● **Task statement**:
Write out exactly the lines from the start of the entries through the one that contains "header size octet.", including both.
BEGIN Entries supplied
//! KNXnet/IP envelope and service-structure tests.

mod common;

use std::net::{Ipv4Addr, SocketAddr, SocketAddrV4};

use common::*;
use knxbus_lib::bus::Layer;
use knxbus_lib::knxnet::{
    self, ConnectResponse, ConnectionHeader, Cri, Hpai, RoutingBusy, RoutingLost, ServiceType,
};

#[test]
fn envelope_round_trip() {
    let body = hex_to_bytes(LDATA_IND_STANDARD);
    let datagram = knxnet::build_frame(ServiceType::RoutingIndication, &body);
    assert_eq!(datagram[0], 0x06);
    assert_eq!(datagram[1], 0x10);
    assert_eq!(&datagram[2..4], &[0x05, 0x30]);
    assert_eq!(
        u16::from_be_bytes([datagram[4], datagram[5]]) as usize,
        datagram.len()
    );

    let (service, parsed_body) = knxnet::parse_frame(&datagram).unwrap();
    assert_eq!(service, ServiceType::RoutingIndication);
    assert_eq!(parsed_body, &body[..]);
}

#[test]
fn service_type_values_are_normative() {
    assert_eq!(u16::from(ServiceType::SearchRequest), 0x0201);
    assert_eq!(u16::from(ServiceType::SearchResponse), 0x0202);
    assert_eq!(u16::from(ServiceType::ConnectRequest), 0x0205);
    assert_eq!(u16::from(ServiceType::ConnectResponse), 0x0206);
    assert_eq!(u16::from(ServiceType::ConnectionstateRequest), 0x0207);
    assert_eq!(u16::from(ServiceType::ConnectionstateResponse), 0x0208);
    assert_eq!(u16::from(ServiceType::DisconnectRequest), 0x0209);
    assert_eq!(u16::from(ServiceType::DeviceConfigurationRequest), 0x0310);
    assert_eq!(u16::from(ServiceType::DeviceConfigurationAck), 0x0311);
    assert_eq!(u16::from(ServiceType::TunnellingRequest), 0x0420);
    assert_eq!(u16::from(ServiceType::TunnellingAck), 0x0421);
    assert_eq!(u16::from(ServiceType::RoutingIndication), 0x0530);
    assert_eq!(u16::from(ServiceType::RoutingLostMessage), 0x0531);
    assert_eq!(u16::from(ServiceType::RoutingBusy), 0x0532);
}

#[test]
fn bad_envelopes_are_rejected() {
    // Wrong header size octet.
    assert!(matches!(
        knxnet::parse_frame(&[0x05, 0x10, 0x02, 0x01, 0x00, 0x06]),
        Err(KnxError::BadHeader)
    ));
    // Wrong protocol version.
    assert!(matches!(
        knxnet::parse_frame(&[0x06, 0x20, 0x02, 0x01, 0x00, 0x06]),
        Err(KnxError::BadVersion(0x20))
    ));
    // Declared length exceeds the datagram.
    assert!(matches!(
        knxnet::parse_frame(&[0x06, 0x10, 0x02, 0x01, 0x00, 0x10]),
        Err(KnxError::LengthMismatch { .. })
    ));
    // Truncated header.
    assert!(knxnet::parse_frame(&[0x06, 0x10]).is_err());
}

#[test]
fn unknown_service_types_are_carried_through() {
    let datagram = knxnet::build_frame(ServiceType::Unknown(0x0999), &[]);
    let (service, _) = knxnet::parse_frame(&datagram).unwrap();
    assert_eq!(service, ServiceType::Unknown(0x0999));
}

#[test]
fn hpai_round_trip_and_nat_rewrite() {
    let addr = SocketAddrV4::new(Ipv4Addr::new(192, 168, 1, 10), 3671);
    let hpai = Hpai::new(addr);
    let mut buf = bytes::BytesMut::new();
    hpai.write(&mut buf);
    assert_eq!(
        buf.as_ref(),
        &[0x08, 0x01, 192, 168, 1, 10, 0x0E, 0x57]
    );
    assert_eq!(Hpai::parse(&buf).unwrap(), hpai);

    // The NAT form resolves to the observed source address.
    let observed = SocketAddr::from(([10, 0, 0, 7], 50123));
    assert_eq!(
        Hpai::unspecified().or_observed(observed),
        SocketAddrV4::new(Ipv4Addr::new(10, 0, 0, 7), 50123)
    );
    // A concrete endpoint is kept as-is.
    assert_eq!(hpai.or_observed(observed), addr);
}

#[test]
fn connect_request_layout() {
    let local = Hpai::new(SocketAddrV4::new(Ipv4Addr::UNSPECIFIED, 50000));
    let datagram = knxnet::connect_request(
        local,
        local,
        Cri::Tunnel {
            layer: Layer::LinkLayer,
        },
    );
    // header + two HPAIs + CRI
    assert_eq!(datagram.len(), 6 + 8 + 8 + 4);
    assert_eq!(&datagram[2..4], &[0x02, 0x05]);
    assert_eq!(&datagram[22..26], &[0x04, 0x04, 0x02, 0x00]);

    let datagram = knxnet::connect_request(local, local, Cri::DeviceManagement);
    assert_eq!(datagram.len(), 6 + 8 + 8 + 2);
    assert_eq!(&datagram[22..24], &[0x02, 0x03]);

    let datagram = knxnet::connect_request(
        local,
        local,
        Cri::Tunnel {
            layer: Layer::Busmonitor,
        },
    );
    assert_eq!(&datagram[22..26], &[0x04, 0x04, 0x80, 0x00]);
}

#[test]
fn connect_response_parse() {
    // channel 7, ok, data endpoint 0.0.0.0:0, CRD {4, 4, 0x11, 0x01}
    let body = [
        0x07, 0x00, 0x08, 0x01, 0, 0, 0, 0, 0x00, 0x00, 0x04, 0x04, 0x11, 0x01,
    ];
    let response = ConnectResponse::parse(&body).unwrap();
    assert_eq!(response.channel, 0x07);
    assert_eq!(response.status, 0x00);
    assert!(response.data_endpoint.is_unspecified());

    // Refused responses can be short.
    let response = ConnectResponse::parse(&[0x00, 0x24]).unwrap();
    assert_eq!(response.status, 0x24);
}

#[test]
fn tunnelling_frames_share_the_connection_header() {
    let cemi = hex_to_bytes(LDATA_IND_STANDARD);
    let datagram = knxnet::tunnelling_request(0x07, 0x2A, &cemi);
    let (service, body) = knxnet::parse_frame(&datagram).unwrap();
    assert_eq!(service, ServiceType::TunnellingRequest);
    let (header, payload) = ConnectionHeader::parse(body).unwrap();
    assert_eq!(header.channel, 0x07);
    assert_eq!(header.seq, 0x2A);
    assert_eq!(payload, &cemi[..]);

    let ack = knxnet::tunnelling_ack(0x07, 0x2A, 0x00);
    assert_eq!(
        ack.as_ref(),
        &[0x06, 0x10, 0x04, 0x21, 0x00, 0x0A, 0x04, 0x07, 0x2A, 0x00]
    );

    let datagram = knxnet::device_configuration_request(0x03, 0x01, &cemi);
    let (service, body) = knxnet::parse_frame(&datagram).unwrap();
    assert_eq!(service, ServiceType::DeviceConfigurationRequest);
    let (header, payload) = ConnectionHeader::parse(body).unwrap();
    assert_eq!((header.channel, header.seq), (0x03, 0x01));
    assert_eq!(payload, &cemi[..]);
}

#[test]
fn routing_notification_bodies() {
    let lost = RoutingLost {
        device_state: 0x01,
        lost: 5,
    };
    let datagram = lost.to_frame();
    let (service, body) = knxnet::parse_frame(&datagram).unwrap();
    assert_eq!(service, ServiceType::RoutingLostMessage);
    assert_eq!(RoutingLost::parse(body).unwrap(), lost);

    let busy = RoutingBusy {
        device_state: 0x00,
        wait_time: 100,
        control: 0x0000,
    };
    let datagram = busy.to_frame();
    let (service, body) = knxnet::parse_frame(&datagram).unwrap();
    assert_eq!(service, ServiceType::RoutingBusy);
    assert_eq!(RoutingBusy::parse(body).unwrap(), busy);
}

#[test]
fn status_codes_have_descriptions() {
    assert_eq!(knxnet::status::text(0x00), "no error");
    assert_eq!(knxnet::status::text(0x24), "no more connections available");
    assert_eq!(knxnet::status::text(0x29), "tunnelling layer not supported");
}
END Entries supplied
● **Written answer**:
//! KNXnet/IP envelope and service-structure tests.

mod common;

use std::net::{Ipv4Addr, SocketAddr, SocketAddrV4};

use common::*;
use knxbus_lib::bus::Layer;
use knxbus_lib::knxnet::{
    self, ConnectResponse, ConnectionHeader, Cri, Hpai, RoutingBusy, RoutingLost, ServiceType,
};

#[test]
fn envelope_round_trip() {
    let body = hex_to_bytes(LDATA_IND_STANDARD);
    let datagram = knxnet::build_frame(ServiceType::RoutingIndication, &body);
    assert_eq!(datagram[0], 0x06);
    assert_eq!(datagram[1], 0x10);
    assert_eq!(&datagram[2..4], &[0x05, 0x30]);
    assert_eq!(
        u16::from_be_bytes([datagram[4], datagram[5]]) as usize,
        datagram.len()
    );

    let (service, parsed_body) = knxnet::parse_frame(&datagram).unwrap();
    assert_eq!(service, ServiceType::RoutingIndication);
    assert_eq!(parsed_body, &body[..]);
}

#[test]
fn service_type_values_are_normative() {
    assert_eq!(u16::from(ServiceType::SearchRequest), 0x0201);
    assert_eq!(u16::from(ServiceType::SearchResponse), 0x0202);
    assert_eq!(u16::from(ServiceType::ConnectRequest), 0x0205);
    assert_eq!(u16::from(ServiceType::ConnectResponse), 0x0206);
    assert_eq!(u16::from(ServiceType::ConnectionstateRequest), 0x0207);
    assert_eq!(u16::from(ServiceType::ConnectionstateResponse), 0x0208);
    assert_eq!(u16::from(ServiceType::DisconnectRequest), 0x0209);
    assert_eq!(u16::from(ServiceType::DeviceConfigurationRequest), 0x0310);
    assert_eq!(u16::from(ServiceType::DeviceConfigurationAck), 0x0311);
    assert_eq!(u16::from(ServiceType::TunnellingRequest), 0x0420);
    assert_eq!(u16::from(ServiceType::TunnellingAck), 0x0421);
    assert_eq!(u16::from(ServiceType::RoutingIndication), 0x0530);
    assert_eq!(u16::from(ServiceType::RoutingLostMessage), 0x0531);
    assert_eq!(u16::from(ServiceType::RoutingBusy), 0x0532);
}

#[test]
fn bad_envelopes_are_rejected() {
    // Wrong header size octet.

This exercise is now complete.